HOW TO COMPLETE THIS TASK :: Among the lines of the data, copy those that hold "Metal".

DATA FOR ANALYSIS ::

//! Unit price tier cascade.
//!
//! 1. **Tabular**: the "your price" column of the code's table row.
//! 2. **Pattern**: explicit phrases after the code ("your price $X", "$X each").
//! 3. **Contextual**: the first currency value in range around the code,
//!    searching after the code first and then backwards from it.

use std::sync::Arc;

use rust_decimal::Decimal;

use super::amounts::{parse_currency, AmountExtractor};
use super::patterns::PatternSet;
use super::table::TableRow;
use super::{CodeContext, ExtractionMatch, FieldExtractor, Tier, TierCascade};
use crate::invoice::observer::{ExtractionObserver, Field};
use crate::models::config::ExtractionConfig;
use crate::models::line_item::SourceTier;

/// Build the tabular -> pattern -> contextual price cascade.
pub fn price_cascade(
    patterns: Arc<PatternSet>,
    config: &ExtractionConfig,
    observer: Arc<dyn ExtractionObserver>,
) -> TierCascade<Decimal> {
    TierCascade::new(
        Field::Price,
        vec![
            Box::new(TabularPrice {
                patterns: patterns.clone(),
            }),
            Box::new(PatternPrice {
                patterns,
                window: config.pattern_window,
            }),
            Box::new(ContextualPrice {
                amounts: AmountExtractor::new(),
                window: config.contextual_window,
                min: config.contextual_price_min,
                max: config.contextual_price_max,
            }),
        ],
        observer,
    )
}

struct TabularPrice {
    patterns: Arc<PatternSet>,
}

impl Tier<Decimal> for TabularPrice {
    fn source(&self) -> SourceTier {
        SourceTier::Tabular
    }

    fn extract(&self, ctx: &CodeContext<'_>, accept: &dyn Fn(&Decimal) -> bool) -> Option<ExtractionMatch<Decimal>> {
        ctx.lines().into_iter().find_map(|line| {
            let price = TableRow::parse(line, ctx.code, ctx.layout, &self.patterns)?.your_price?;
            accept(&price).then(|| ExtractionMatch::new(price, SourceTier::Tabular, line))
        })
    }
}

struct PatternPrice {
    patterns: Arc<PatternSet>,
    window: usize,
}

impl Tier<Decimal> for PatternPrice {
    fn source(&self) -> SourceTier {
        SourceTier::Pattern
    }

    fn extract(&self, ctx: &CodeContext<'_>, accept: &dyn Fn(&Decimal) -> bool) -> Option<ExtractionMatch<Decimal>> {
        for window in ctx.after(self.window) {
            for regex in &self.patterns.price_patterns {
                for caps in regex.captures_iter(window) {
                    let Some(price) = caps.name("price").and_then(|m| parse_currency(m.as_str())) else {
                        continue;
                    };
                    if accept(&price) {
                        return Some(ExtractionMatch::new(price, SourceTier::Pattern, caps[0].trim()));
                    }
                }
            }
        }
        None
    }
}

struct ContextualPrice {
    amounts: AmountExtractor,
    window: usize,
    min: Decimal,
    max: Decimal,
}

impl ContextualPrice {
    fn in_range(&self, price: &Decimal) -> bool {
        *price >= self.min && *price <= self.max
    }
}

impl Tier<Decimal> for ContextualPrice {
    fn source(&self) -> SourceTier {
        SourceTier::Contextual
    }

    fn extract(&self, ctx: &CodeContext<'_>, accept: &dyn Fn(&Decimal) -> bool) -> Option<ExtractionMatch<Decimal>> {
        let approved = |m: &ExtractionMatch<Decimal>| self.in_range(&m.value) && accept(&m.value);

        let after = ctx
            .after(self.window)
            .into_iter()
            .find_map(|window| self.amounts.extract_all(window).into_iter().find(|m| approved(m)));

        after.or_else(|| {
            ctx.before(self.window)
                .into_iter()
                .find_map(|window| self.amounts.extract_all(window).into_iter().rev().find(|m| approved(m)))
        })
    }
}

#[cfg(test)]
mod tests {
    use super::*;
    use crate::invoice::observer::RecordingObserver;
    use crate::invoice::rules::table::ColumnLayout;
    use crate::models::config::PolineConfig;
    use pretty_assertions::assert_eq;

    fn setup() -> (Arc<PatternSet>, TierCascade<Decimal>, Arc<RecordingObserver>) {
        let config = PolineConfig::default();
        let patterns = Arc::new(PatternSet::compile(&config).unwrap());
        let observer = Arc::new(RecordingObserver::new());
        let cascade = price_cascade(patterns.clone(), &config.extraction, observer.clone());
        (patterns, cascade, observer)
    }

    fn any(_: &Decimal) -> bool {
        true
    }

    #[test]
    fn test_tabular_takes_your_price_not_list_or_extended() {
        let (_, cascade, observer) = setup();
        let text = "XS9826A | 191009727774 | 6\"H Metal Ballerina Ornament | 24 | 0 | 0 | 24 | each | 2.00 | 1.60 | 38.40";
        let ctx = CodeContext::new(text, "XS9826A", None);

        let found = cascade.run(&ctx, &any).unwrap();
        assert_eq!(found.value, Decimal::new(160, 2));
        assert_eq!(found.tier, SourceTier::Tabular);
        assert_eq!(observer.tiers_invoked("XS9826A", Field::Price), vec![SourceTier::Tabular]);
    }

    #[test]
    fn test_tabular_uses_header_layout() {
        let (patterns, cascade, _) = setup();
        let text = "Item | Description | Ordered | Shipped | Your Price | List Price | Amount\n\
                    DG0110A | Wood Bead Garland | 12 | 6 | 3.20 | 4.00 | 19.20";
        let layout = ColumnLayout::detect(text, &patterns);
        let ctx = CodeContext::new(text, "DG0110A", layout.as_ref());

        assert_eq!(cascade.run(&ctx, &any).unwrap().value, Decimal::new(320, 2));
    }

    #[test]
    fn test_pattern_tier() {
        let (_, cascade, observer) = setup();
        let text = "DF6802 Stoneware Vase, Cream\nList $8.50 Your Price: $6.80";
        let ctx = CodeContext::new(text, "DF6802", None);

        let found = cascade.run(&ctx, &any).unwrap();
        assert_eq!(found.value, Decimal::new(680, 2));
        assert_eq!(found.tier, SourceTier::Pattern);
        assert_eq!(
            observer.tiers_invoked("DF6802", Field::Price),
            vec![SourceTier::Tabular, SourceTier::Pattern]
        );
    }

    #[test]
    fn test_contextual_tier_respects_range() {
        let (_, cascade, _) = setup();
        let text = "DF6802 Stoneware Vase\nref 0.00 then 4,500.00 then 12.75";
        let ctx = CodeContext::new(text, "DF6802", None);

        let found = cascade.run(&ctx, &any).unwrap();
        assert_eq!(found.value, Decimal::new(1275, 2));
        assert_eq!(found.tier, SourceTier::Contextual);
    }

    #[test]
    fn test_contextual_before_code_is_nearest_first() {
        let (_, cascade, _) = setup();
        let text = "Freight 15.00\nSpecial 3.25\nDF6802 Stoneware Vase";
        let ctx = CodeContext::new(text, "DF6802", None);

        assert_eq!(cascade.run(&ctx, &any).unwrap().value, Decimal::new(325, 2));
    }

    #[test]
    fn test_run_from_skips_earlier_tiers_and_rejected_values() {
        let (_, cascade, observer) = setup();
        let text = "XS9826A | Metal Ballerina Ornament | 24 | each | 1.60\nwholesale $1.95";
        let ctx = CodeContext::new(text, "XS9826A", None);
        let flagged = Decimal::new(160, 2);

        let found = cascade.run_from(SourceTier::Pattern, &ctx, &|p: &Decimal| *p != flagged).unwrap();
        assert_eq!(found.value, Decimal::new(195, 2));
        assert_eq!(observer.tiers_invoked("XS9826A", Field::Price), vec![SourceTier::Pattern]);
    }

    #[test]
    fn test_all_tiers_miss() {
        let (_, cascade, observer) = setup();
        let ctx = CodeContext::new("DF6802 Stoneware Vase", "DF6802", None);

        assert!(cascade.run(&ctx, &any).is_none());
        assert_eq!(observer.tiers_invoked("DF6802", Field::Price).len(), 3);
    }
}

RESPONSE TO THIS TASK ::
        let text = "XS9826A | 191009727774 | 6\"H Metal Ballerina Ornament | 24 | 0 | 0 | 24 | each | 2.00 | 1.60 | 38.40";
        let text = "XS9826A | Metal Ballerina Ornament | 24 | each | 1.60\nwholesale $1.95";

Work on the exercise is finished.